Sarcomas of Soft Tissue
Summary of Key Points
Incidence and Epidemiology
• In the United States, there are 11,280 new cases annually; fewer than 1% of cancer diagnoses.
• No specific etiologic agent is identifiable in the majority of cases.
• Occasional cases are related to previous radiation, chemical exposure, alkylating chemotherapeutic agents, or chronic lymphedema.
• Genetic conditions related to soft-tissue sarcoma include neurofibromatosis, tuberous sclerosis, basal cell nevus syndrome, Gardner syndrome, and Li-Fraumeni syndrome.
Diagnosis and Evaluation of Extent of Disease
• Core-needle biopsy (large lesions) or excisional biopsy (small lesions).
• Pathological review of histologic subtype, grade, and assessment of margins (excisional biopsies).

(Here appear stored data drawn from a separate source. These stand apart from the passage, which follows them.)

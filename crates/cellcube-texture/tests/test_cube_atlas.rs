//! End-to-end tests for cube atlas generation: layout, seams, persistence.

use cellcube_spec::{AtlasMetadata, AtlasParams, CubeFace, NoiseType};
use cellcube_texture::face::{sample_face, sample_face_raw, SamplingGrid};
use cellcube_texture::generate::{
    artifact_stem, generate_atlas, load_atlas, resolve_atlas, save_atlas,
};
use cellcube_texture::noise::NoiseVariant;
use cellcube_texture::uv::{face_uv_rect, map_uv};
use cellcube_texture::{AtlasImage, GenerateError, PixelFormat};

fn params(noise: NoiseType, size: u32) -> AtlasParams {
    let mut params = AtlasParams::procedural(noise);
    params.size = size;
    params.seed = 1234;
    params.offset = Some(17.0);
    params
}

// ============================================================================
// Layout
// ============================================================================

/// Atlas dimensions are always (4 * size, 2 * size).
#[test]
fn test_atlas_dimensions_for_several_sizes() {
    for size in [1, 3, 16, 33] {
        let result = generate_atlas(&params(NoiseType::Edges, size)).unwrap();
        assert_eq!(result.atlas.width(), 4 * size);
        assert_eq!(result.atlas.height(), 2 * size);
        assert_eq!(result.atlas.face_size, size);
    }
}

/// The top face, before its transform, is the z = 0 plane; after, it is
/// that image flipped top to bottom.
#[test]
fn test_top_face_scenario() {
    let variant = NoiseVariant::from_type(NoiseType::Base, 0, None);
    let grid = SamplingGrid::new(256, 4.0, 0.0).unwrap();

    let raw = sample_face_raw(CubeFace::Top, &variant, &grid);
    // Bottom samples z = extent, so the two planes differ.
    let bottom = sample_face_raw(CubeFace::Bottom, &variant, &grid);
    assert_ne!(bottom.buffer, raw.buffer);

    let mut expected = raw.buffer.clone();
    expected.flip_vertical();
    let top = sample_face(CubeFace::Top, &variant, &grid);
    assert_eq!(top.buffer, expected);
    assert_eq!(top.buffer.pixel_count(), 256 * 256);
}

/// Unused cells of an RGBA atlas stay fully transparent.
#[test]
fn test_transparent_background_cells() {
    let result = generate_atlas(&params(NoiseType::Transparent, 4)).unwrap();
    let atlas = &result.atlas;
    assert_eq!(atlas.buffer.format, PixelFormat::Rgba8);
    for y in 4..8 {
        for x in 8..16 {
            assert_eq!(atlas.buffer.get(x, y), &[0, 0, 0, 0]);
        }
    }
}

// ============================================================================
// Seams
// ============================================================================

/// Faces that meet on a cube edge sample identical points along it.
#[test]
fn test_shared_edges_match() {
    let size = 12;
    let variant = NoiseVariant::from_type(NoiseType::Rounded, 5, None);
    let grid = SamplingGrid::new(size, 3.0, 2.5).unwrap();
    let last = size - 1;

    let back = sample_face_raw(CubeFace::Back, &variant, &grid).buffer;
    let bottom = sample_face_raw(CubeFace::Bottom, &variant, &grid).buffer;
    let right = sample_face_raw(CubeFace::Right, &variant, &grid).buffer;
    let left = sample_face_raw(CubeFace::Left, &variant, &grid).buffer;

    for i in 0..size {
        // y = 0, z = extent: back's last row, bottom's first row.
        assert_eq!(back.get(i, last), bottom.get(i, 0));
        // x = extent, z = extent: right's last row, bottom's last column.
        assert_eq!(right.get(i, last), bottom.get(last, i));
        // x = 0, y = 0: left's first column, back's first column.
        assert_eq!(left.get(0, i), back.get(0, i));
    }
}

// ============================================================================
// UV agreement
// ============================================================================

/// Every UV rectangle covers the atlas cell that holds its face.
#[test]
fn test_uv_rects_match_atlas_cells() {
    let result = generate_atlas(&params(NoiseType::Base, 8)).unwrap();
    let metadata = &result.metadata;
    for cell in &metadata.faces {
        let rect = face_uv_rect(cell.face);
        assert_eq!(rect, cell.uv);
        let u_min = cell.x as f64 / metadata.atlas_width as f64;
        let u_max = (cell.x + cell.width) as f64 / metadata.atlas_width as f64;
        // v runs bottom-up while pixel rows run top-down.
        let v_max = 1.0 - cell.y as f64 / metadata.atlas_height as f64;
        let v_min = 1.0 - (cell.y + cell.height) as f64 / metadata.atlas_height as f64;
        assert_eq!((rect.u_min, rect.u_max), (u_min, u_max), "{}", cell.face);
        assert_eq!((rect.v_min, rect.v_max), (v_min, v_max), "{}", cell.face);
    }

    let uvs = map_uv(3).unwrap();
    assert!(uvs
        .iter()
        .all(|c| (0.0..=1.0).contains(&c.u) && (0.0..=1.0).contains(&c.v)));
}

// ============================================================================
// Persistence
// ============================================================================

/// Saving then loading restores the same pixels, hash, and placements.
#[test]
fn test_save_and_load_round_trip() {
    let dir = tempfile::tempdir().unwrap();
    let result = generate_atlas(&params(NoiseType::Transparent, 6)).unwrap();
    let saved = save_atlas(&result, dir.path(), "atlas").unwrap();

    assert!(saved.png_path.ends_with("atlas.png"));
    let json = std::fs::read_to_string(&saved.metadata_path).unwrap();
    let metadata: AtlasMetadata = serde_json::from_str(&json).unwrap();
    assert_eq!(metadata, result.metadata);

    let loaded = load_atlas(&saved.png_path).unwrap();
    assert_eq!(loaded.atlas, result.atlas);
    assert_eq!(loaded.hash, result.hash);
    assert_eq!(loaded.metadata.faces, result.metadata.faces);
    assert_eq!(loaded.metadata.noise_type, None);

    let via_params = resolve_atlas(&AtlasParams::from_file(
        saved.png_path.to_string_lossy().to_string(),
    ))
    .unwrap();
    assert_eq!(via_params.atlas, result.atlas);
}

/// Images that are not a 4:2 grid are refused on load.
#[test]
fn test_load_rejects_wrong_shape() {
    let dir = tempfile::tempdir().unwrap();
    let path = dir.path().join("square.png");
    let buffer = cellcube_texture::PixelBuffer::new(8, 8, PixelFormat::Rgb8);
    let (data, _) =
        cellcube_texture::png::write_png_to_vec_with_hash(&buffer, &Default::default()).unwrap();
    std::fs::write(&path, data).unwrap();

    assert!(matches!(
        load_atlas(&path),
        Err(GenerateError::InvalidAtlasShape {
            width: 8,
            height: 8
        })
    ));
    assert!(AtlasImage::from_buffer(buffer).is_err());
}

/// Missing files surface as I/O errors.
#[test]
fn test_load_missing_file() {
    let dir = tempfile::tempdir().unwrap();
    assert!(matches!(
        load_atlas(&dir.path().join("nope.png")),
        Err(GenerateError::Io(_))
    ));
}

#[test]
fn test_artifact_stem_without_timestamp() {
    assert_eq!(artifact_stem("cube", None), "cube");
}
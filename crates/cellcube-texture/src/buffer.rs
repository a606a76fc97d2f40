//! 8-bit pixel buffers for faces and atlases.

use crate::color::Color;

/// Pixel layout of a [`PixelBuffer`].
#[derive(Debug, Clone, Copy, PartialEq, Eq, Hash)]
pub enum PixelFormat {
    /// 3 bytes per pixel.
    Rgb8,
    /// 4 bytes per pixel.
    Rgba8,
}

impl PixelFormat {
    /// Bytes per pixel.
    #[inline]
    pub fn channels(&self) -> usize {
        match self {
            PixelFormat::Rgb8 => 3,
            PixelFormat::Rgba8 => 4,
        }
    }
}

/// A row-major 8-bit image; row 0 is the top row.
#[derive(Debug, Clone, PartialEq, Eq)]
pub struct PixelBuffer {
    /// Width in pixels.
    pub width: u32,
    /// Height in pixels.
    pub height: u32,
    /// Pixel layout.
    pub format: PixelFormat,
    /// Pixel bytes, `width * height * channels` long.
    pub data: Vec<u8>,
}

impl PixelBuffer {
    /// Create a zero-filled buffer (black, and transparent for RGBA).
    pub fn new(width: u32, height: u32, format: PixelFormat) -> Self {
        let len = width as usize * height as usize * format.channels();
        Self {
            width,
            height,
            format,
            data: vec![0; len],
        }
    }

    /// Wrap existing bytes. Returns `None` when the length does not match.
    pub fn from_raw(width: u32, height: u32, format: PixelFormat, data: Vec<u8>) -> Option<Self> {
        let expected = width as usize * height as usize * format.channels();
        if data.len() != expected {
            return None;
        }
        Some(Self {
            width,
            height,
            format,
            data,
        })
    }

    /// Number of pixels.
    #[inline]
    pub fn pixel_count(&self) -> usize {
        self.width as usize * self.height as usize
    }

    #[inline]
    fn offset(&self, x: u32, y: u32) -> usize {
        (y as usize * self.width as usize + x as usize) * self.format.channels()
    }

    #[inline]
    fn row_bytes(&self) -> usize {
        self.width as usize * self.format.channels()
    }

    /// Bytes of the pixel at `(x, y)`.
    #[inline]
    pub fn get(&self, x: u32, y: u32) -> &[u8] {
        let idx = self.offset(x, y);
        &self.data[idx..idx + self.format.channels()]
    }

    /// Write a color at `(x, y)`; alpha is dropped for RGB buffers.
    #[inline]
    pub fn set_color(&mut self, x: u32, y: u32, color: Color) {
        let idx = self.offset(x, y);
        match self.format {
            PixelFormat::Rgb8 => self.data[idx..idx + 3].copy_from_slice(&color.to_rgb8()),
            PixelFormat::Rgba8 => self.data[idx..idx + 4].copy_from_slice(&color.to_rgba8()),
        }
    }

    /// Mirror the image left to right.
    pub fn flip_horizontal(&mut self) {
        let channels = self.format.channels();
        let row_bytes = self.row_bytes();
        let width = self.width as usize;
        for row in self.data.chunks_exact_mut(row_bytes) {
            for x in 0..width / 2 {
                let a = x * channels;
                let b = (width - 1 - x) * channels;
                for c in 0..channels {
                    row.swap(a + c, b + c);
                }
            }
        }
    }

    /// Mirror the image top to bottom.
    pub fn flip_vertical(&mut self) {
        let row_bytes = self.row_bytes();
        let height = self.height as usize;
        for y in 0..height / 2 {
            let (top, bottom) = self.data.split_at_mut((height - 1 - y) * row_bytes);
            top[y * row_bytes..(y + 1) * row_bytes].swap_with_slice(&mut bottom[..row_bytes]);
        }
    }

    /// Rotate the image by 180 degrees.
    pub fn rotate_180(&mut self) {
        self.flip_horizontal();
        self.flip_vertical();
    }

    /// Copy `src` into this buffer with its top-left corner at `(x0, y0)`.
    ///
    /// Both buffers must share a format and `src` must fit.
    pub fn blit(&mut self, src: &PixelBuffer, x0: u32, y0: u32) {
        debug_assert_eq!(self.format, src.format);
        debug_assert!(x0 + src.width <= self.width && y0 + src.height <= self.height);

        let src_row = src.row_bytes();
        for y in 0..src.height {
            let dst = self.offset(x0, y0 + y);
            let s = y as usize * src_row;
            self.data[dst..dst + src_row].copy_from_slice(&src.data[s..s + src_row]);
        }
    }

    /// Copy out the `width x height` region whose top-left corner is `(x0, y0)`.
    pub fn region(&self, x0: u32, y0: u32, width: u32, height: u32) -> PixelBuffer {
        let mut out = PixelBuffer::new(width, height, self.format);
        let out_row = out.row_bytes();
        for y in 0..height {
            let s = self.offset(x0, y0 + y);
            let d = y as usize * out_row;
            out.data[d..d + out_row].copy_from_slice(&self.data[s..s + out_row]);
        }
        out
    }

    /// Bytes with rows in bottom-to-top order, for APIs where the first
    /// row in memory is `v = 0`.
    pub fn to_bottom_up_bytes(&self) -> Vec<u8> {
        let row_bytes = self.row_bytes();
        let mut out = Vec::with_capacity(self.data.len());
        for row in self.data.chunks_exact(row_bytes.max(1)).rev() {
            out.extend_from_slice(row);
        }
        out
    }
}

• Magnetic resonance imaging or computed tomography (CT) of primary site.
• Chest x-ray for low-grade tumors and high-grade T1 lesions, chest CT for high-grade T2 tumors.
Prognostic Factors
• High-grade histology, deep location, and T2 tumor size are independent adverse prognostic factors for distant metastasis and survival.
• Presentation with recurrent disease and positive surgical margin (gross or microscopic) are independent adverse prognostic factors for local recurrence.
• Individual patient prognosis may be estimated by using a nomogram or newer techniques.